Best Reader Comments

Zane: HISsie 2018 nomination + a lock on “Biggest Sore Winner” in a one-horse race. (Another Dave)

Why is it that every time IBM announces another quarterly loss (is this the 25th or 26th consecutive quarter?) that the people who have been busting their tails for years are the ones who unceremoniously get let go while the people in leadership continue to collect their massive salaries and are pretty much immune to any excision-related actions? (Genteel Giant)

Are there really so few women or people of color who making newsworthy HIT career moves? (ellemennopee87)
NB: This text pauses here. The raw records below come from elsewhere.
//! Log writer module
//!
//! Thread-safe log output to stdout/stderr or files, with runtime
//! retargeting so a config reload can move log files without a restart.

use std::fs::{File, OpenOptions};
use std::io::{self, Write};
use std::path::Path;
use std::sync::{Mutex, OnceLock};

/// Global log writer instance
static LOG_WRITER: OnceLock<LogWriter> = OnceLock::new();

/// Log output target
enum LogTarget {
    /// Write to stdout
    Stdout,
    /// Write to stderr
    Stderr,
    /// Write to file
    File(Mutex<File>),
}

impl LogTarget {
    /// Target for the access/info stream; stdout when no path is set
    fn for_access(path: Option<&str>) -> io::Result<Self> {
        match path {
            Some(p) => Ok(Self::File(Mutex::new(open_log_file(p)?))),
            None => Ok(Self::Stdout),
        }
    }

    /// Target for the error stream; stderr when no path is set
    fn for_error(path: Option<&str>) -> io::Result<Self> {
        match path {
            Some(p) => Ok(Self::File(Mutex::new(open_log_file(p)?))),
            None => Ok(Self::Stderr),
        }
    }

    fn write_line(&self, message: &str) {
        match self {
            Self::Stdout => println!("{message}"),
            Self::Stderr => eprintln!("{message}"),
            Self::File(file) => {
                if let Ok(mut f) = file.lock() {
                    let _ = writeln!(f, "{message}");
                }
            }
        }
    }
}

/// Thread-safe log writer holding the access and error targets
pub struct LogWriter {
    access: Mutex<LogTarget>,
    error: Mutex<LogTarget>,
}

impl LogWriter {
    fn new(access_log_file: Option<&str>, error_log_file: Option<&str>) -> io::Result<Self> {
        Ok(Self {
            access: Mutex::new(LogTarget::for_access(access_log_file)?),
            error: Mutex::new(LogTarget::for_error(error_log_file)?),
        })
    }

    /// Write to the access/info stream
    pub fn write_info(&self, message: &str) {
        if let Ok(target) = self.access.lock() {
            target.write_line(message);
        }
    }

    /// Write to the error stream
    pub fn write_error(&self, message: &str) {
        if let Ok(target) = self.error.lock() {
            target.write_line(message);
        }
    }

    /// Point both streams at new targets (runtime reconfiguration).
    /// Both files are opened before either stream is touched, so a bad
    /// path leaves the current targets in place.
    pub fn retarget(
        &self,
        access_log_file: Option<&str>,
        error_log_file: Option<&str>,
    ) -> io::Result<()> {
        let new_access = LogTarget::for_access(access_log_file)?;
        let new_error = LogTarget::for_error(error_log_file)?;
        if let Ok(mut target) = self.access.lock() {
            *target = new_access;
        }
        if let Ok(mut target) = self.error.lock() {
            *target = new_error;
        }
        Ok(())
    }
}

/// Open or create a log file for appending
fn open_log_file(path: &str) -> io::Result<File> {
    // Create parent directories if they don't exist
    if let Some(parent) = Path::new(path).parent() {
        if !parent.as_os_str().is_empty() {
            std::fs::create_dir_all(parent)?;
        }
    }

    OpenOptions::new().create(true).append(true).open(path)
}

/// Initialize the global log writer
///
/// This should be called once at application startup.
/// Returns error if log files cannot be opened.
pub fn init(access_log_file: Option<&str>, error_log_file: Option<&str>) -> io::Result<()> {
    let writer = LogWriter::new(access_log_file, error_log_file)?;
    LOG_WRITER.set(writer).map_err(|_| {
        io::Error::new(
            io::ErrorKind::AlreadyExists,
            "Log writer already initialized",
        )
    })
}

/// Get the global log writer
///
/// Panics if `init()` has not been called.
pub fn get() -> &'static LogWriter {
    LOG_WRITER
        .get()
        .expect("Log writer not initialized. Call logger::init() first.")
}

/// Check if the log writer has been initialized
pub fn is_initialized() -> bool {
    LOG_WRITER.get().is_some()
}
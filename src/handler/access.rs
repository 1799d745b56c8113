//! Access log entry assembly.
//!
//! Captures the request facts the log formats need before the request is
//! consumed, then finishes the entry once the dispatch outcome is known.

use std::net::SocketAddr;
use std::time::Instant;

use hyper::Request;

use crate::dispatch::CannedResponse;
use crate::logger::AccessLogEntry;

/// Half-built access log entry captured at the start of a request
pub struct AccessLogDraft {
    entry: AccessLogEntry,
    started: Instant,
}

impl AccessLogDraft {
    /// Capture request facts and start the request timer
    pub fn capture<B>(req: &Request<B>, peer_addr: SocketAddr) -> Self {
        let mut entry = AccessLogEntry::new(
            peer_addr.ip().to_string(),
            req.method().to_string(),
            req.uri().path().to_string(),
        );
        entry.query = req.uri().query().map(ToString::to_string);
        entry.http_version = version_label(req.version()).to_string();
        entry.referer = header_string(req, "referer");
        entry.user_agent = header_string(req, "user-agent");

        Self {
            entry,
            started: Instant::now(),
        }
    }

    /// Fill in the outcome fields and hand back the finished entry
    pub fn finish(mut self, outcome: &CannedResponse) -> AccessLogEntry {
        self.entry.status = outcome.code;
        self.entry.body_bytes = outcome.body.len();
        self.entry.request_time_us =
            u64::try_from(self.started.elapsed().as_micros()).unwrap_or(u64::MAX);
        self.entry
    }
}

/// HTTP version label used in log lines
fn version_label(version: hyper::Version) -> &'static str {
    match version {
        hyper::Version::HTTP_09 => "0.9",
        hyper::Version::HTTP_10 => "1.0",
        hyper::Version::HTTP_2 => "2",
        hyper::Version::HTTP_3 => "3",
        _ => "1.1",
    }
}

fn header_string<B>(req: &Request<B>, name: &str) -> Option<String> {
    req.headers()
        .get(name)
        .and_then(|value| value.to_str().ok())
        .map(ToString::to_string)
}

#[cfg(test)]
mod tests {
    use super::*;
    use http_body_util::Full;
    use hyper::body::Bytes;

    fn peer() -> SocketAddr {
        "192.168.1.1:50000".parse().unwrap()
    }

    #[test]
    fn test_capture_and_finish() {
        let req = Request::builder()
            .method("GET")
            .uri("/about?page=1")
            .header("User-Agent", "curl/8.5.0")
            .header("Referer", "https://example.com")
            .body(Full::new(Bytes::new()))
            .unwrap();

        let draft = AccessLogDraft::capture(&req, peer());
        let entry = draft.finish(&CannedResponse::new(200, "About this project"));

        assert_eq!(entry.remote_addr, "192.168.1.1");
        assert_eq!(entry.method, "GET");
        assert_eq!(entry.path, "/about");
        assert_eq!(entry.query.as_deref(), Some("page=1"));
        assert_eq!(entry.http_version, "1.1");
        assert_eq!(entry.status, 200);
        assert_eq!(entry.body_bytes, "About this project".len());
        assert_eq!(entry.user_agent.as_deref(), Some("curl/8.5.0"));
        assert_eq!(entry.referer.as_deref(), Some("https://example.com"));
    }

    #[test]
    fn test_refused_method_still_logs_faithfully() {
        let req = Request::builder()
            .method("DELETE")
            .uri("/")
            .body(Full::new(Bytes::new()))
            .unwrap();

        let entry =
            AccessLogDraft::capture(&req, peer()).finish(&CannedResponse::invalid_method());
        assert_eq!(entry.method, "DELETE");
        assert_eq!(entry.status, 405);
        assert_eq!(entry.body_bytes, "Invalid method".len());
    }

    #[test]
    fn test_missing_headers_stay_none() {
        let req = Request::builder()
            .method("GET")
            .uri("/")
            .body(Full::new(Bytes::new()))
            .unwrap();

        let entry = AccessLogDraft::capture(&req, peer()).finish(&CannedResponse::not_found());
        assert!(entry.query.is_none());
        assert!(entry.referer.is_none());
        assert!(entry.user_agent.is_none());
    }
}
Keeping current on industry trends is smart, and I think writing thoughts and trends down in your own words (versus just skimming) industry news, if even just a couple sentences a day or even per week, is a good way to stay current. (Kallie)

Practice Fusion is a little clunky in some areas, very slick in others, but the great thing about it is that it’s continually improving. Someone there really cares about users and keeps making the little refinements that make the physician’s day easier. Hopefully, whoever they are, they’ll stick around after the Allscripts acquisition! We’re paying the $100/provider/month for now and we’ll see how it goes. (Dr. Herzenstube)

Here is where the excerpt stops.